Alpha Centauri A has 1.1 times the mass and 1.519 times the luminosity of the Sun, while Alpha Centauri B is smaller and cooler, at 0.907 times the Sun’s mass and 0.445 times its luminosity.The pair orbit around a common centre with an orbital period of 79.91 years.Their elliptical orbit is eccentric, so that the distance between A and B varies from 35.6 astronomical units (AU), or about the distance between Pluto and the Sun, to that between Saturn and the Sun (11.2 AU).

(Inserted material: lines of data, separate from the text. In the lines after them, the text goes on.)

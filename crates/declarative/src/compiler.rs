//! Compiler - turns configuration sections into a validated step graph
//!
//! Each registered [`Provider`] reads its own section of the merged
//! configuration and returns steps. All steps go into a single
//! [`StepGraphBuilder`]; any provider error aborts the compile.

use crate::error::{Error, Result};
use crate::graph::{StepGraph, StepGraphBuilder};
use crate::resolution::{FloatingResolver, VersionResolver};
use crate::step::BoxedStep;
use serde::de::DeserializeOwned;
use serde_json::Value;
use std::path::{Path, PathBuf};
use std::sync::Arc;

/// Merged configuration as seen by providers
#[derive(Debug, Clone, Default, PartialEq)]
pub struct RawConfig {
    root: Value,
}

impl RawConfig {
    pub fn new(root: Value) -> Self {
        Self { root }
    }

    /// Top-level section, if present and not null
    pub fn section(&self, name: &str) -> Option<&Value> {
        self.root.get(name).filter(|v| !v.is_null())
    }

    pub fn as_value(&self) -> &Value {
        &self.root
    }
}

impl From<Value> for RawConfig {
    fn from(root: Value) -> Self {
        Self::new(root)
    }
}

/// A producer of steps for one configuration section
pub trait Provider: Send + Sync {
    /// Provider name, also the default section name and StepId prefix
    fn name(&self) -> &str;

    /// Translate configuration into steps
    ///
    /// Must not touch the system; returning an empty list when the section
    /// is absent is expected.
    fn compile(&self, ctx: &CompileContext<'_>) -> anyhow::Result<Vec<BoxedStep>>;
}

/// Options shared by every provider during a compile
#[derive(Clone)]
pub struct CompileOptions {
    config_root: PathBuf,
    target: String,
    resolver: Arc<dyn VersionResolver>,
}

impl Default for CompileOptions {
    fn default() -> Self {
        Self {
            config_root: PathBuf::from("."),
            target: std::env::consts::OS.to_string(),
            resolver: Arc::new(FloatingResolver),
        }
    }
}

impl CompileOptions {
    pub fn new() -> Self {
        Self::default()
    }

    pub fn with_config_root(mut self, root: impl Into<PathBuf>) -> Self {
        self.config_root = root.into();
        self
    }

    pub fn with_target(mut self, target: impl Into<String>) -> Self {
        self.target = target.into();
        self
    }

    pub fn with_resolver(mut self, resolver: Arc<dyn VersionResolver>) -> Self {
        self.resolver = resolver;
        self
    }
}

impl std::fmt::Debug for CompileOptions {
    fn fmt(&self, f: &mut std::fmt::Formatter<'_>) -> std::fmt::Result {
        f.debug_struct("CompileOptions")
            .field("config_root", &self.config_root)
            .field("target", &self.target)
            .finish_non_exhaustive()
    }
}

/// What a provider can see while compiling
pub struct CompileContext<'a> {
    config: &'a RawConfig,
    options: &'a CompileOptions,
}

impl<'a> CompileContext<'a> {
    pub fn new(config: &'a RawConfig, options: &'a CompileOptions) -> Self {
        Self { config, options }
    }

    pub fn section(&self, name: &str) -> Option<&Value> {
        self.config.section(name)
    }

    /// Decode a section into a typed config, defaulting when absent
    pub fn decode<T>(&self, name: &str) -> Result<T>
    where
        T: DeserializeOwned + Default,
    {
        match self.section(name) {
            None => Ok(T::default()),
            Some(value) => {
                T::deserialize(value).map_err(|source| Error::Section {
                    section: name.to_string(),
                    source,
                })
            }
        }
    }

    pub fn config_root(&self) -> &Path {
        &self.options.config_root
    }

    /// Platform target, e.g. "macos" or "linux"
    pub fn target(&self) -> &str {
        &self.options.target
    }

    pub fn resolver(&self) -> &dyn VersionResolver {
        self.options.resolver.as_ref()
    }
}

/// Runs registered providers and assembles their steps into one graph
#[derive(Default)]
pub struct Compiler {
    providers: Vec<Box<dyn Provider>>,
}

impl Compiler {
    pub fn new() -> Self {
        Self::default()
    }

    /// Register a provider; registration order is compile order
    pub fn register(&mut self, provider: impl Provider + 'static) -> &mut Self {
        self.providers.push(Box::new(provider));
        self
    }

    pub fn with_provider(mut self, provider: impl Provider + 'static) -> Self {
        self.register(provider);
        self
    }

    pub fn provider_names(&self) -> Vec<&str> {
        self.providers.iter().map(|p| p.name()).collect()
    }

    pub fn compile(&self, config: &RawConfig, options: &CompileOptions) -> Result<StepGraph> {
        let ctx = CompileContext::new(config, options);
        let mut builder = StepGraphBuilder::new();

        for provider in &self.providers {
            let steps = provider.compile(&ctx).map_err(|source| Error::Provider {
                provider: provider.name().to_string(),
                source,
            })?;
            log::debug!("Provider '{}' produced {} step(s)", provider.name(), steps.len());
            for step in steps {
                builder.add(step)?;
            }
        }

        builder.build()
    }
}

#[cfg(test)]
mod tests {
    use super::*;
    use crate::resolution::Resolution;
    use crate::testing::TestStep;
    use serde::Deserialize;
    use serde_json::json;

    /// Provider whose section is a list of `[id, deps...]` arrays
    struct ListProvider(&'static str);

    impl Provider for ListProvider {
        fn name(&self) -> &str {
            self.0
        }

        fn compile(&self, ctx: &CompileContext<'_>) -> anyhow::Result<Vec<BoxedStep>> {
            let rows: Vec<Vec<String>> = ctx.decode(self.0)?;
            Ok(rows
                .iter()
                .map(|row| {
                    let deps: Vec<&str> = row[1..].iter().map(String::as_str).collect();
                    TestStep::new(&row[0], &deps).boxed()
                })
                .collect())
        }
    }

    struct FailingProvider;

    impl Provider for FailingProvider {
        fn name(&self) -> &str {
            "broken"
        }

        fn compile(&self, _ctx: &CompileContext<'_>) -> anyhow::Result<Vec<BoxedStep>> {
            anyhow::bail!("bad section")
        }
    }

    #[test]
    fn test_empty_config_compiles_to_empty_graph() {
        let compiler = Compiler::new().with_provider(ListProvider("a"));
        let graph = compiler
            .compile(&RawConfig::default(), &CompileOptions::default())
            .unwrap();
        assert!(graph.is_empty());
    }

    #[test]
    fn test_cross_provider_dependencies() {
        let config = RawConfig::new(json!({
            "a": [["a:x:app", "b:x:lib"]],
            "b": [["b:x:lib"]],
        }));
        let compiler = Compiler::new()
            .with_provider(ListProvider("a"))
            .with_provider(ListProvider("b"));
        let graph = compiler.compile(&config, &CompileOptions::default()).unwrap();

        let order: Vec<&str> = graph.order().iter().map(|id| id.as_str()).collect();
        assert_eq!(order, vec!["b:x:lib", "a:x:app"]);
        assert_eq!(compiler.provider_names(), vec!["a", "b"]);
    }

    #[test]
    fn test_duplicate_across_providers() {
        let config = RawConfig::new(json!({
            "a": [["a:x:same"]],
            "b": [["a:x:same"]],
        }));
        let compiler = Compiler::new()
            .with_provider(ListProvider("a"))
            .with_provider(ListProvider("b"));
        let err = compiler
            .compile(&config, &CompileOptions::default())
            .err()
            .unwrap();
        assert!(matches!(err, Error::DuplicateStep(_)));
    }

    #[test]
    fn test_provider_error_aborts_compile() {
        let config = RawConfig::new(json!({ "a": [["a:x:1"]] }));
        let compiler = Compiler::new()
            .with_provider(ListProvider("a"))
            .with_provider(FailingProvider);
        let err = compiler
            .compile(&config, &CompileOptions::default())
            .err()
            .unwrap();
        match err {
            Error::Provider { provider, source } => {
                assert_eq!(provider, "broken");
                assert_eq!(source.to_string(), "bad section");
            }
            other => panic!("unexpected error: {other}"),
        }
    }

    #[test]
    fn test_decode_reports_section_name() {
        #[derive(Debug, Default, Deserialize)]
        struct Section {
            #[allow(dead_code)]
            names: Vec<String>,
        }

        let config = RawConfig::new(json!({ "s": { "names": 3 } }));
        let options = CompileOptions::default();
        let ctx = CompileContext::new(&config, &options);
        let err = ctx.decode::<Section>("s").unwrap_err();
        assert!(err.to_string().contains("'s'"));
        assert!(ctx.decode::<Section>("missing").is_ok());
    }

    #[test]
    fn test_context_exposes_options() {
        struct Pinned;
        impl VersionResolver for Pinned {
            fn resolve(&self, _p: &str, _n: &str, _l: Option<&str>) -> Resolution {
                Resolution::latest(Some("9.9"))
            }
        }

        let config = RawConfig::new(json!({ "x": null }));
        let options = CompileOptions::new()
            .with_config_root("/etc/keel")
            .with_target("macos")
            .with_resolver(Arc::new(Pinned));
        let ctx = CompileContext::new(&config, &options);

        assert!(ctx.section("x").is_none());
        assert_eq!(ctx.config_root(), Path::new("/etc/keel"));
        assert_eq!(ctx.target(), "macos");
        assert_eq!(
            ctx.resolver().resolve("brew", "git", None).version.as_deref(),
            Some("9.9")
        );
    }
}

Alpha Centauri C, or Proxima Centauri, is a small and faint red dwarf (Class M). Though not visible to the naked eye, Proxima Centauri is the closest star to the Sun at a distance of 4.24 light-years (1.30 pc), slightly closer than Alpha Centauri AB. Currently, the distance between Proxima Centauri and Alpha Centauri AB is about 13,000 astronomical units (0.21 ly),equivalent to about 430 times the radius of Neptune’s orbit. Proxima Centauri b is an Earth-sized exoplanet in the habitable zone of Proxima Centauri; it was discovered in 2016.